RAW DATA: Begin
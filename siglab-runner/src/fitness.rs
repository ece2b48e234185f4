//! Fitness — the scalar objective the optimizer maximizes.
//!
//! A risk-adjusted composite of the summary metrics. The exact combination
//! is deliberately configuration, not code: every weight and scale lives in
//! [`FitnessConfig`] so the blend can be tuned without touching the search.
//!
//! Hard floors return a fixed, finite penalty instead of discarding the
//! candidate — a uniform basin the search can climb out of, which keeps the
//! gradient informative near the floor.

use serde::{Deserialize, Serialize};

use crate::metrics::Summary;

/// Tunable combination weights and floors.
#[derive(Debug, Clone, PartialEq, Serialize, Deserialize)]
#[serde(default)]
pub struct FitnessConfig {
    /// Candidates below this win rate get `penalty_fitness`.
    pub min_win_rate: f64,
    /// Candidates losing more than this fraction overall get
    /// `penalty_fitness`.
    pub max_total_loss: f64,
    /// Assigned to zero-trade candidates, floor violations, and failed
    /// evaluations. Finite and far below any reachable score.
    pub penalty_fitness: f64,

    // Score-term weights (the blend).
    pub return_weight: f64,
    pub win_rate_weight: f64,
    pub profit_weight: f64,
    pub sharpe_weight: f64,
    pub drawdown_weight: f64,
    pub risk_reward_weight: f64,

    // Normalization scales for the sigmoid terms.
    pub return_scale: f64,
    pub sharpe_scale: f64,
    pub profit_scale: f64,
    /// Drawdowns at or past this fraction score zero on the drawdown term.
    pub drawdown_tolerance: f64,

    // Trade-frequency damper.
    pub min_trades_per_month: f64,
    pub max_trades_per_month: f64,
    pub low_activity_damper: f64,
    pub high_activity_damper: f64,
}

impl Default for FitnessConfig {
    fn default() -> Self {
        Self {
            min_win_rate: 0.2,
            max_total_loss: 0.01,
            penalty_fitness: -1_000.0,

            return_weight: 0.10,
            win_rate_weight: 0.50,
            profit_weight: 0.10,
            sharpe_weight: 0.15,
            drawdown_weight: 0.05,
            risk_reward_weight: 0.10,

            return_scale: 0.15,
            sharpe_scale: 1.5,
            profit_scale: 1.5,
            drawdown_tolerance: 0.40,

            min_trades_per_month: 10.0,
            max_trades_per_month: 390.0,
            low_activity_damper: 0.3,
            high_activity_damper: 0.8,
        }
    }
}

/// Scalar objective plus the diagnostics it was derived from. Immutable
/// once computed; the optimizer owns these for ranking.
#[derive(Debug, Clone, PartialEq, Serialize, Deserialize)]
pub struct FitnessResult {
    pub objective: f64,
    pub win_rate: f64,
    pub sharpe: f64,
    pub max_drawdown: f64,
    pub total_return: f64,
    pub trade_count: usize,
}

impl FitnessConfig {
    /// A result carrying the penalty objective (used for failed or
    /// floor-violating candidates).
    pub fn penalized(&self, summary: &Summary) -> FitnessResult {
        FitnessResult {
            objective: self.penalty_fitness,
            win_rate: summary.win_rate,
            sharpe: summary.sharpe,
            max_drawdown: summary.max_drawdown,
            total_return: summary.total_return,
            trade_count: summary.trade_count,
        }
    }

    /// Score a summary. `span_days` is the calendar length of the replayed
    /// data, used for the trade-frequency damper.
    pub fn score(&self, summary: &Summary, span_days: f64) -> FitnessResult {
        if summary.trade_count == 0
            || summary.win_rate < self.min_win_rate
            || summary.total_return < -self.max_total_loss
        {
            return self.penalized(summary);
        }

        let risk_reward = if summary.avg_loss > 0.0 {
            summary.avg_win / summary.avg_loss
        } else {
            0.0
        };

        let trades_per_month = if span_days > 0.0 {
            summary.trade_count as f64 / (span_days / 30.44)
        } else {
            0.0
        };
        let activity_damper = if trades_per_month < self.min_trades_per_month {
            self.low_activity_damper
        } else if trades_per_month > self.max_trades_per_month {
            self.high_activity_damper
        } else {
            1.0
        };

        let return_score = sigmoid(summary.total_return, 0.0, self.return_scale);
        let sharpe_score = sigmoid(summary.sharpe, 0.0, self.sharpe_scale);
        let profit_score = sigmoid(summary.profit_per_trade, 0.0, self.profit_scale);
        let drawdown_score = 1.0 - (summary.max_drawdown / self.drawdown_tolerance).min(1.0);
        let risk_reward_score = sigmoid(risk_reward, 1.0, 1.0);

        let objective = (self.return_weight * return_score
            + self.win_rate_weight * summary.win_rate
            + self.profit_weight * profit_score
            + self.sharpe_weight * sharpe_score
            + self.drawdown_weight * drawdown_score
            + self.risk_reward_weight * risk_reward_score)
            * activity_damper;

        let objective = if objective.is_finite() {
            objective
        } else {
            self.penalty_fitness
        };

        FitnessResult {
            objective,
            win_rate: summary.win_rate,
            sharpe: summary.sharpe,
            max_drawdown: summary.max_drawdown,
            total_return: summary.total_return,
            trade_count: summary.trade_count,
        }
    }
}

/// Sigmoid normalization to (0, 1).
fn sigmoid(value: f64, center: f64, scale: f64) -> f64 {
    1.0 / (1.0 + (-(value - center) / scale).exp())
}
RAW DATA: End
RAW DATA: Begin
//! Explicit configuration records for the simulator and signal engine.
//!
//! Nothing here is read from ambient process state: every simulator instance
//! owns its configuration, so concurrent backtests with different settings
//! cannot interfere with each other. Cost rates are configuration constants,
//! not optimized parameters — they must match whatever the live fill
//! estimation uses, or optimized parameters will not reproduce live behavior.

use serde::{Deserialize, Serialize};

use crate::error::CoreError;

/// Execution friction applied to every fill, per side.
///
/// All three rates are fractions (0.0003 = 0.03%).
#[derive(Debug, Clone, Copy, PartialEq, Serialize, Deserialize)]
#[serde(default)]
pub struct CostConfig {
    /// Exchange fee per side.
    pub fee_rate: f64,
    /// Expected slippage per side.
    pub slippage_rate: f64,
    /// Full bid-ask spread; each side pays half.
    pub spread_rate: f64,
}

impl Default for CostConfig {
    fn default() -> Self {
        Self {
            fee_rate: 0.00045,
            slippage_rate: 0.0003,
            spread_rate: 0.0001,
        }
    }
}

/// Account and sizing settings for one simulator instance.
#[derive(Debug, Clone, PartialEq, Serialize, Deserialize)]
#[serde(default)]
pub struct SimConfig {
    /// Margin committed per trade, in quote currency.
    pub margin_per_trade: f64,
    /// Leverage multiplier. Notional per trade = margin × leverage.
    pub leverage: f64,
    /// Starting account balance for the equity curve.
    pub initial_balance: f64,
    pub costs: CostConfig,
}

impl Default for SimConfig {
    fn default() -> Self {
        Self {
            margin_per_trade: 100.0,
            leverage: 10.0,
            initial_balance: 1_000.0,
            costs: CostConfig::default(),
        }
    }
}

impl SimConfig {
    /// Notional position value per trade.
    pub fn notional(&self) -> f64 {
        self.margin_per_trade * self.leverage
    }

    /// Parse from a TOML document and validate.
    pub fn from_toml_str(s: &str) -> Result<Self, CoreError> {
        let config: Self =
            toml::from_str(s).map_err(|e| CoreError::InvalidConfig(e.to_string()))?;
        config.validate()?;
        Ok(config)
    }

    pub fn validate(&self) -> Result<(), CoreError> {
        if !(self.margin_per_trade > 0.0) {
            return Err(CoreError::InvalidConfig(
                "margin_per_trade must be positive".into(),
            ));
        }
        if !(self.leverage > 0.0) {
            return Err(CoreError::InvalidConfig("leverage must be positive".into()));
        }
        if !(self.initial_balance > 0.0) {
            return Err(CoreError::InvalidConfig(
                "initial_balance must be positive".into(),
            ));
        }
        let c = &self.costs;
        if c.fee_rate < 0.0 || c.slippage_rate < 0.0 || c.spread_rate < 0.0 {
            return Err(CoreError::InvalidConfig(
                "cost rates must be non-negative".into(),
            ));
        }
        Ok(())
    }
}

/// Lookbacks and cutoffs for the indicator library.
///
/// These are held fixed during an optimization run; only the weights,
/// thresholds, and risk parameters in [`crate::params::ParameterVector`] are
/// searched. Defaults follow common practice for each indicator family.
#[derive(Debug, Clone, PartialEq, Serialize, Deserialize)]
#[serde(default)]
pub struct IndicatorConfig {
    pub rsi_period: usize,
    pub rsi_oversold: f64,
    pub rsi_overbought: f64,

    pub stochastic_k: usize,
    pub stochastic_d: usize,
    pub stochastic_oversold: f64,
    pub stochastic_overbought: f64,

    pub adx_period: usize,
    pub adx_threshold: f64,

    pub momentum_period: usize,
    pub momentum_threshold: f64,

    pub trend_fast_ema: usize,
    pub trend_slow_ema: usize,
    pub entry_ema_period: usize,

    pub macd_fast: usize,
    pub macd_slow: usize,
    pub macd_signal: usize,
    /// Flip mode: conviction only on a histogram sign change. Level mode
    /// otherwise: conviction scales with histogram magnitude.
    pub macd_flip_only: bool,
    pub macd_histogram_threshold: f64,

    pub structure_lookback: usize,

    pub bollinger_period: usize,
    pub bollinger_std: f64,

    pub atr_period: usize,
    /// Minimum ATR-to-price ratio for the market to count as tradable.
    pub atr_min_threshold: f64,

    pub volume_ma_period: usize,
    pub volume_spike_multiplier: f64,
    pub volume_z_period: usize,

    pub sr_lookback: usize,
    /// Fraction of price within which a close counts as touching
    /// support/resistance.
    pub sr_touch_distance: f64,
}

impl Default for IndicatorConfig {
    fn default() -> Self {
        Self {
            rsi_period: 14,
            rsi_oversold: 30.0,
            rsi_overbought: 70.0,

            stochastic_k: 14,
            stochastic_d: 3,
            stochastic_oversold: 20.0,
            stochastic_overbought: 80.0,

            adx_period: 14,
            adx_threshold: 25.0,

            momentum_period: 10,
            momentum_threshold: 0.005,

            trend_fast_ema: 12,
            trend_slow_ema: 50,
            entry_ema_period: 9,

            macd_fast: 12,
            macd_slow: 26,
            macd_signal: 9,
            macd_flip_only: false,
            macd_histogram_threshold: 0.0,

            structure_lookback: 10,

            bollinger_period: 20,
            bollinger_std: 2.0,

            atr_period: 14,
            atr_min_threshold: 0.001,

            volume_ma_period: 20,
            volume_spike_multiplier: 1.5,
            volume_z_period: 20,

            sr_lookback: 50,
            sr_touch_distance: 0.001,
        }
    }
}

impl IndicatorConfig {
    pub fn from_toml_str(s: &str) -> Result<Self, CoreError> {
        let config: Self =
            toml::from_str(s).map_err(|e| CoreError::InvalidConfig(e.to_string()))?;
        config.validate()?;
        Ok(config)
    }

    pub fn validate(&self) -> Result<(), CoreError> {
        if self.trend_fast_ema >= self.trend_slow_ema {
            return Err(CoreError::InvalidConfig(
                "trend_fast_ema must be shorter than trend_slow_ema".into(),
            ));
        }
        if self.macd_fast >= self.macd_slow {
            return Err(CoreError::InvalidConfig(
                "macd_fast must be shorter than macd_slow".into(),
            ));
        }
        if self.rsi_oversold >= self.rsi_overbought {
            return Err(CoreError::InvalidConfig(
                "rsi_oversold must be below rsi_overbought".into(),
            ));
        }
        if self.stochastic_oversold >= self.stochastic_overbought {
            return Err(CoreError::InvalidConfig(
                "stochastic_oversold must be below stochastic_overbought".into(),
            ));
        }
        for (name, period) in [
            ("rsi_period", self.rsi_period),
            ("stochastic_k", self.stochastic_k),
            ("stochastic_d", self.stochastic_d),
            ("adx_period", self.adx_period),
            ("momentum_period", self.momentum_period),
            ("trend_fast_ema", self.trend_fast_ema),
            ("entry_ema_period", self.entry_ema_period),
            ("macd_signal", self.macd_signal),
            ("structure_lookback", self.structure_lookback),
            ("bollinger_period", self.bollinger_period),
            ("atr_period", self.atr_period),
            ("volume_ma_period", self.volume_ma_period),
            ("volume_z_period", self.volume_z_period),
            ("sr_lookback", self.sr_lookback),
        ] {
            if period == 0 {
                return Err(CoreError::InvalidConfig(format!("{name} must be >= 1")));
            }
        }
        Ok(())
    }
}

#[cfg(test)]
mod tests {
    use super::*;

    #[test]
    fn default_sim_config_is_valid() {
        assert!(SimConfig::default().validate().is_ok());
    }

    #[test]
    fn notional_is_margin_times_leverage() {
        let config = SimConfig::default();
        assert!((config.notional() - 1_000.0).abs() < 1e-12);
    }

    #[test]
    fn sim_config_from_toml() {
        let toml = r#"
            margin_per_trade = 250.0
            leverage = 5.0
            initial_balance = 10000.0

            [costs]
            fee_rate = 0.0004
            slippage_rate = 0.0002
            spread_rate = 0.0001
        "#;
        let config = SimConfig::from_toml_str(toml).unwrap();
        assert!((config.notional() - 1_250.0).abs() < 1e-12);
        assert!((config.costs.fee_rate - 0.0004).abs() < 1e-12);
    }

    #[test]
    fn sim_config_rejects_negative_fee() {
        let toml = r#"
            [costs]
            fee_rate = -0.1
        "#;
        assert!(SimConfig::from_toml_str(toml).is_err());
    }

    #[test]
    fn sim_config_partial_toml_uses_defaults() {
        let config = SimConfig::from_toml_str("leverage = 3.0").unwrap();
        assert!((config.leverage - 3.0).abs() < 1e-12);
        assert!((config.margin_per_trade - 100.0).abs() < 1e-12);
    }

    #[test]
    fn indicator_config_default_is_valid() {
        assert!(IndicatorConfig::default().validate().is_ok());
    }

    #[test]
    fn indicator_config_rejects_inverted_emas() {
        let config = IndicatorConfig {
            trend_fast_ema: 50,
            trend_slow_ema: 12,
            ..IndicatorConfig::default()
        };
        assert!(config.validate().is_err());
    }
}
RAW DATA: End
YOUR TASK - Using the data above, reproduce exactly the lines from the line that contains "filename siglab-runner/src/fitness.rs" through the line that contains "weights and floors.", including both.

RESPONSE TO THE TASK -
filename siglab-runner/src/fitness.rs
repository ece2b48e234185f4
//! Fitness — the scalar objective the optimizer maximizes.
//!
//! A risk-adjusted composite of the summary metrics. The exact combination
//! is deliberately configuration, not code: every weight and scale lives in
//! [`FitnessConfig`] so the blend can be tuned without touching the search.
//!
//! Hard floors return a fixed, finite penalty instead of discarding the
//! candidate — a uniform basin the search can climb out of, which keeps the
//! gradient informative near the floor.

use serde::{Deserialize, Serialize};

use crate::metrics::Summary;

/// Tunable combination weights and floors.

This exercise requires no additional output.